Now there is a good business case for 'application isolation and robustness' but those tend to be fuzzy concepts which are hard to measure. For example, in this kind of activities, there is a massive lack of external recognisable metrics, where the site looks and behaves the same before and after the refactoring (until it is able to sustain an exploit/mistake or massive traffic spike). In fact these changes tend to introduce massive side effects (see 'About' page broken due to ClickJacking protection)
And this is where the idea of SecDDev occurred to me where I was thinking 'if only I had a security focused development guy/team that would help me in doing this refactoring'.
Since that person (the Security-Driven-Developer) would have has as part of his job spec the "improvement of TM's security" (where that is just one of the (many) roles and responsibilities that I have in TM's SDL) he/she would be much more focused into making it happen.
Creating a read-only version of TM, which in practice means the isolation of the read-code and the edit-code into separate sites/areas which can be easily removed, is a good example of an important-but-not-urgent activity that would make a massive difference in TM's overal security architecture.
This is why when you look at most apps, the code is always in 'development activities blocks' instead of 'security focused blocks'
Another area that SecDDev would have to focus a lot is on UnitTests, since they would struggle to make/propose any meaningful change without the support and cushion of a solid Unit/Integration test suite.
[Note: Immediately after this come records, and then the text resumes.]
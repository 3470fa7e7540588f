use std::path::Path;

use gdal::cpl::CslStringList;
use gdal::raster::{Buffer, GdalDataType, GdalType, RasterizeOptions as BurnOptions};
use gdal::spatial_ref::{AxisMappingStrategy, CoordTransform, SpatialRef};
use gdal::vector::{
    FieldValue as OgrValue, LayerAccess, LayerOptions, OGRFieldType, OGRwkbGeometryType, ToGdal,
};
use gdal::{Dataset, DriverManager};

use crate::engine::GeoEngine;
use crate::options::{RasterizeOptions, WarpOptions, WriteOptions};
use crate::vector::{Feature, FieldValue};
use crate::{
    CellGrid, Crs, DataType, Extent, GridSpec, Raster, RasterError, RasterResult, VectorLayer,
};

/// Delegates every capability to the linked GDAL library.
#[derive(Debug, Default, Clone, Copy)]
pub struct GdalEngine;

impl GdalEngine {
    #[must_use]
    pub fn new() -> Self {
        Self
    }
}

fn spatial_ref(crs: &Crs) -> RasterResult<SpatialRef> {
    let mut srs = match crs {
        Crs::Epsg(code) => SpatialRef::from_epsg(*code)?,
        Crs::Proj(proj) => SpatialRef::from_proj4(proj)?,
        Crs::Wkt(wkt) => SpatialRef::from_wkt(wkt)?,
    };
    // x = easting / longitude, y = northing / latitude
    srs.set_axis_mapping_strategy(AxisMappingStrategy::TraditionalGisOrder);
    Ok(srs)
}

fn crs_of(srs: &SpatialRef) -> Option<Crs> {
    if let (Ok(name), Ok(code)) = (srs.auth_name(), srs.auth_code())
        && name.eq_ignore_ascii_case("EPSG")
        && let Ok(code) = u32::try_from(code)
    {
        return Some(Crs::Epsg(code));
    }
    srs.to_wkt().ok().map(Crs::Wkt)
}

/// Rasters without a geo transform get GDAL's default pixel grid.
fn grid_of(dataset: &Dataset) -> GridSpec {
    let (width, height) = dataset.raster_size();
    let transform = dataset
        .geo_transform()
        .unwrap_or([0.0, 1.0, 0.0, 0.0, 0.0, 1.0]);
    let crs = dataset.spatial_ref().ok().as_ref().and_then(crs_of);
    GridSpec::from_geo_transform(transform, width, height, crs)
}

fn data_type_of(band_type: GdalDataType) -> DataType {
    match band_type {
        GdalDataType::UInt8 => DataType::Byte,
        GdalDataType::Int8 => DataType::Int8,
        GdalDataType::UInt16 => DataType::UInt16,
        GdalDataType::Int16 => DataType::Int16,
        GdalDataType::UInt32 => DataType::UInt32,
        GdalDataType::Int32 => DataType::Int32,
        GdalDataType::Float32 => DataType::Float32,
        _ => DataType::Float64,
    }
}

fn creation_options(compression: crate::Compression) -> RasterResult<CslStringList> {
    let mut options = CslStringList::new();
    if let Some(method) = compression.creation_option() {
        options.set_name_value("COMPRESS", method)?;
    }
    Ok(options)
}

/// Creates a single-band GTiff at `path` carrying `spec` and `values`.
fn create_tiff<T: GdalType + Copy>(
    path: &Path,
    spec: &GridSpec,
    values: &[f64],
    nodata: Option<f64>,
    options: &CslStringList,
    cast: impl Fn(f64) -> T,
) -> RasterResult<()> {
    let driver = DriverManager::get_driver_by_name("GTiff")?;
    let mut dataset = driver.create_with_band_type_with_options::<T, _>(
        path,
        spec.width(),
        spec.height(),
        1,
        options,
    )?;
    dataset.set_geo_transform(&spec.geo_transform())?;
    if let Some(crs) = spec.crs() {
        dataset.set_spatial_ref(&spatial_ref(crs)?)?;
    }

    let mut band = dataset.rasterband(1)?;
    band.set_no_data_value(nodata)?;
    let data: Vec<T> = values.iter().map(|&v| cast(v)).collect();
    let mut buffer = Buffer::new((spec.width(), spec.height()), data);
    band.write((0, 0), (spec.width(), spec.height()), &mut buffer)?;
    Ok(())
}

/// Output grid of a warp: explicit bounds or the source extent carried into the target CRS.
#[allow(clippy::cast_precision_loss)]
fn warp_grid(source: &Dataset, options: &WarpOptions) -> RasterResult<GridSpec> {
    let source_grid = grid_of(source);
    let (width, height) = (source_grid.width(), source_grid.height());
    let source_crs = source_grid.crs().cloned();
    let target_crs = options.target_crs.clone().or(source_crs.clone());

    let bounds = match (options.bounds, &source_crs, &target_crs) {
        (Some(bounds), _, _) => bounds,
        (None, Some(from), Some(to)) if from != to => {
            let transform = CoordTransform::new(&spatial_ref(from)?, &spatial_ref(to)?)?;
            let [xmin, ymin, xmax, ymax] =
                transform.transform_bounds(&source_grid.extent()?.to_array(), 21)?;
            Extent::new(xmin, ymin, xmax, ymax)?
        }
        _ => source_grid.extent()?,
    };

    let (xres, yres) = match options.resolution {
        Some(resolution) => resolution,
        None if target_crs == source_crs => (
            source_grid.pixel_width().abs(),
            source_grid.pixel_height().abs(),
        ),
        // Keep the source pixel count across a CRS change.
        None => (
            bounds.width() / width.max(1) as f64,
            bounds.height() / height.max(1) as f64,
        ),
    };
    GridSpec::covering(&bounds, xres, yres, target_crs)
}

fn ogr_value(value: &FieldValue) -> Option<OgrValue> {
    match value {
        FieldValue::Integer(v) => Some(OgrValue::Integer64Value(*v)),
        FieldValue::Real(v) => Some(OgrValue::RealValue(*v)),
        FieldValue::Text(s) => Some(OgrValue::StringValue(s.clone())),
        FieldValue::Null => None,
    }
}

fn field_value(value: Option<OgrValue>) -> FieldValue {
    match value {
        Some(OgrValue::IntegerValue(v)) => FieldValue::Integer(i64::from(v)),
        Some(OgrValue::Integer64Value(v)) => FieldValue::Integer(v),
        Some(OgrValue::RealValue(v)) => FieldValue::Real(v),
        Some(OgrValue::StringValue(s)) => FieldValue::Text(s),
        Some(other) => FieldValue::Text(format!("{other:?}")),
        None => FieldValue::Null,
    }
}

fn vector_driver(path: &Path) -> &'static str {
    match path
        .extension()
        .and_then(|e| e.to_str())
        .map(str::to_ascii_lowercase)
        .as_deref()
    {
        Some("gpkg") => "GPKG",
        Some("geojson" | "json") => "GeoJSON",
        _ => "ESRI Shapefile",
    }
}

impl GeoEngine for GdalEngine {
    fn open_band(&self, path: &Path, band: usize) -> RasterResult<Raster> {
        let dataset = Dataset::open(path).map_err(|e| RasterError::unreadable(path, e))?;
        let count = dataset.raster_count();
        if band == 0 || band > count {
            return Err(RasterError::invalid(format!(
                "band {band} does not exist, {} has {count} band(s)",
                path.display()
            )));
        }
        let spec = grid_of(&dataset);
        let (width, height) = (spec.width(), spec.height());

        let band = dataset.rasterband(band).map_err(|e| RasterError::unreadable(path, e))?;
        let buffer = band
            .read_as::<f64>((0, 0), (width, height), (width, height), None)
            .map_err(|e| RasterError::unreadable(path, e))?;
        let cells = CellGrid::new(width, height, buffer.data().to_vec())?;

        Raster::new(
            spec,
            cells,
            band.no_data_value(),
            data_type_of(band.band_type()),
        )
    }

    fn open_grid(&self, path: &Path) -> RasterResult<GridSpec> {
        let dataset = Dataset::open(path).map_err(|e| RasterError::unreadable(path, e))?;
        Ok(grid_of(&dataset))
    }

    #[allow(clippy::cast_possible_truncation, clippy::cast_sign_loss)]
    fn write_raster(
        &self,
        path: &Path,
        raster: &Raster,
        options: &WriteOptions,
    ) -> RasterResult<()> {
        let creation = creation_options(options.compression)?;
        let (spec, values, nodata) = (raster.spec(), raster.cells().values(), options.nodata);
        let written = match options.data_type {
            DataType::Byte => create_tiff(path, spec, values, nodata, &creation, |v| v.round() as u8),
            DataType::Int8 => create_tiff(path, spec, values, nodata, &creation, |v| v.round() as i8),
            DataType::UInt16 => create_tiff(path, spec, values, nodata, &creation, |v| v.round() as u16),
            DataType::Int16 => create_tiff(path, spec, values, nodata, &creation, |v| v.round() as i16),
            DataType::UInt32 => create_tiff(path, spec, values, nodata, &creation, |v| v.round() as u32),
            DataType::Int32 => create_tiff(path, spec, values, nodata, &creation, |v| v.round() as i32),
            DataType::Float32 => create_tiff(path, spec, values, nodata, &creation, |v| v as f32),
            DataType::Float64 => create_tiff(path, spec, values, nodata, &creation, |v| v),
        };
        written.map_err(|e| RasterError::write_failure(path, e))
    }

    fn open_vector_layer(&self, path: &Path) -> RasterResult<VectorLayer> {
        let dataset = Dataset::open(path).map_err(|e| RasterError::unreadable(path, e))?;
        let mut layer = dataset.layer(0).map_err(|e| RasterError::unreadable(path, e))?;
        let mut result = VectorLayer::new(layer.spatial_ref().as_ref().and_then(crs_of));
        result.fields = layer.defn().fields().map(|field| field.name()).collect();

        for feature in layer.features() {
            let Some(geometry) = feature.geometry() else {
                continue;
            };
            let mut converted = Feature::new(geometry.to_geo()?);
            for (name, value) in feature.fields() {
                converted = converted.with_attribute(name, field_value(value));
            }
            result.push(converted);
        }
        log::debug!("Read {} features from {}", result.len(), path.display());
        Ok(result)
    }

    fn write_vector_layer(&self, path: &Path, layer: &VectorLayer) -> RasterResult<()> {
        let failure = |e: gdal::errors::GdalError| RasterError::write_failure(path, e);

        let driver = DriverManager::get_driver_by_name(vector_driver(path)).map_err(failure)?;
        let mut dataset = driver.create_vector_only(path).map_err(failure)?;
        let srs = layer.crs.as_ref().map(spatial_ref).transpose()?;
        let name = path
            .file_stem()
            .and_then(|s| s.to_str())
            .unwrap_or("layer");
        let mut output = dataset
            .create_layer(LayerOptions {
                name,
                srs: srs.as_ref(),
                ty: OGRwkbGeometryType::wkbUnknown,
                options: None,
            })
            .map_err(failure)?;

        let field_types: Vec<(&str, u32)> = layer
            .fields
            .iter()
            .map(|name| {
                let kind = layer
                    .features
                    .iter()
                    .find_map(|f| f.attribute(name).filter(|v| **v != FieldValue::Null))
                    .map_or(OGRFieldType::OFTReal, |value| match value {
                        FieldValue::Integer(_) => OGRFieldType::OFTInteger64,
                        FieldValue::Text(_) => OGRFieldType::OFTString,
                        FieldValue::Real(_) | FieldValue::Null => OGRFieldType::OFTReal,
                    });
                (name.as_str(), kind)
            })
            .collect();
        output.create_defn_fields(&field_types).map_err(failure)?;

        for feature in &layer.features {
            let (names, values): (Vec<&str>, Vec<OgrValue>) = feature
                .attributes
                .iter()
                .filter_map(|(name, value)| ogr_value(value).map(|v| (name.as_str(), v)))
                .unzip();
            output
                .create_feature_fields(feature.geometry.to_gdal()?, &names, &values)
                .map_err(failure)?;
        }
        Ok(())
    }

    fn reproject_vector(&self, layer: &VectorLayer, target: &Crs) -> RasterResult<VectorLayer> {
        let Some(source) = &layer.crs else {
            return Err(RasterError::invalid(
                "the layer has no coordinate reference system to reproject from",
            ));
        };
        let transform = CoordTransform::new(&spatial_ref(source)?, &spatial_ref(target)?)?;

        let mut result = VectorLayer::new(Some(target.clone()));
        result.fields.clone_from(&layer.fields);
        for feature in &layer.features {
            let mut geometry = feature.geometry.to_gdal()?;
            geometry.transform_inplace(&transform)?;
            result.features.push(Feature {
                geometry: geometry.to_geo()?,
                attributes: feature.attributes.clone(),
            });
        }
        Ok(result)
    }

    fn rasterize_layer(
        &self,
        layer: &VectorLayer,
        grid: &GridSpec,
        options: &RasterizeOptions,
    ) -> RasterResult<CellGrid> {
        let driver = DriverManager::get_driver_by_name("MEM")?;
        let mut dataset =
            driver.create_with_band_type::<f64, _>("", grid.width(), grid.height(), 1)?;
        dataset.set_geo_transform(&grid.geo_transform())?;
        if let Some(crs) = grid.crs() {
            dataset.set_spatial_ref(&spatial_ref(crs)?)?;
        }
        dataset.rasterband(1)?.fill(options.nodata, None)?;

        let mut geometries = Vec::new();
        let mut burn = Vec::new();
        for (geometry, value) in layer.burn_values(&options.attribute) {
            geometries.push(geometry.to_gdal()?);
            burn.push(value);
        }
        log::debug!(
            "Burning {} of {} features from '{}'",
            geometries.len(),
            layer.len(),
            options.attribute
        );

        let burn_options = BurnOptions {
            all_touched: options.all_touched,
            ..BurnOptions::default()
        };
        gdal::raster::rasterize(&mut dataset, &[1], &geometries, &burn, Some(burn_options))?;

        let buffer = dataset.rasterband(1)?.read_as::<f64>(
            (0, 0),
            (grid.width(), grid.height()),
            (grid.width(), grid.height()),
            None,
        )?;
        CellGrid::new(grid.width(), grid.height(), buffer.data().to_vec())
    }

    fn warp_raster(
        &self,
        source: &Path,
        destination: &Path,
        options: &WarpOptions,
    ) -> RasterResult<()> {
        let source_ds = Dataset::open(source).map_err(|e| RasterError::unreadable(source, e))?;
        let band = source_ds
            .rasterband(1)
            .map_err(|e| RasterError::unreadable(source, e))?;
        let nodata = options.nodata.or(band.no_data_value());
        let data_type = options
            .output_type
            .unwrap_or_else(|| data_type_of(band.band_type()));
        let grid = warp_grid(&source_ds, options)?;

        // Write an empty target with the final geometry, then let GDAL fill it.
        let fill = nodata.unwrap_or(0.0);
        let empty = Raster::new(
            grid.clone(),
            CellGrid::filled(grid.width(), grid.height(), fill),
            nodata,
            data_type,
        )?;
        let write = WriteOptions::default()
            .data_type(data_type)
            .nodata(nodata)
            .compression(options.compression);
        self.write_raster(destination, &empty, &write)?;

        let target = Dataset::open_ex(
            destination,
            gdal::DatasetOptions {
                open_flags: gdal::GdalOpenFlags::GDAL_OF_UPDATE,
                ..gdal::DatasetOptions::default()
            },
        )
        .map_err(|e| RasterError::write_failure(destination, e))?;
        gdal::raster::reproject(&source_ds, &target)
            .map_err(|e| RasterError::write_failure(destination, e))?;
        log::debug!("Warped {} onto {grid}", source.display());
        Ok(())
    }
}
And anybody that gives me a working UnitTest for TM, is somebody that is adding value to me as a developer! (in fact, SI will even pay for those Unit Test :) )
Another interesting 'political' problem happens when the product managers/owners have a lot of power and want to 'lock-in the customer' into a product's technology. For example, a real secure way to create a 'read-only' version of TeamMentor, would be to remove 99% of its code (on both client and server sides) and built a flat-file version (i.e. pure HTML) protected by a simple OAuth-based authentication/authorisation layer (which could even be done as an external service). But this would mean that the 'TeamMentor' product would 'disappear' and all that would be left would be the Content. The good news (for TeamMentor) is that since SI's center of gravity is on the 'Content + Services side' there are no problems in following what is the best engineering route, but when you look at why some applications/websites are so bloated (and don't like to allow the exporting of its data), you will usually find that it happens due to political/strategic decisions instead of engineering ones)
Finally, where are we going to get those SecDDevs from? Well Mark has a good idea for that, see: Let's make this happen: "Investing in Developing Software Security Talent"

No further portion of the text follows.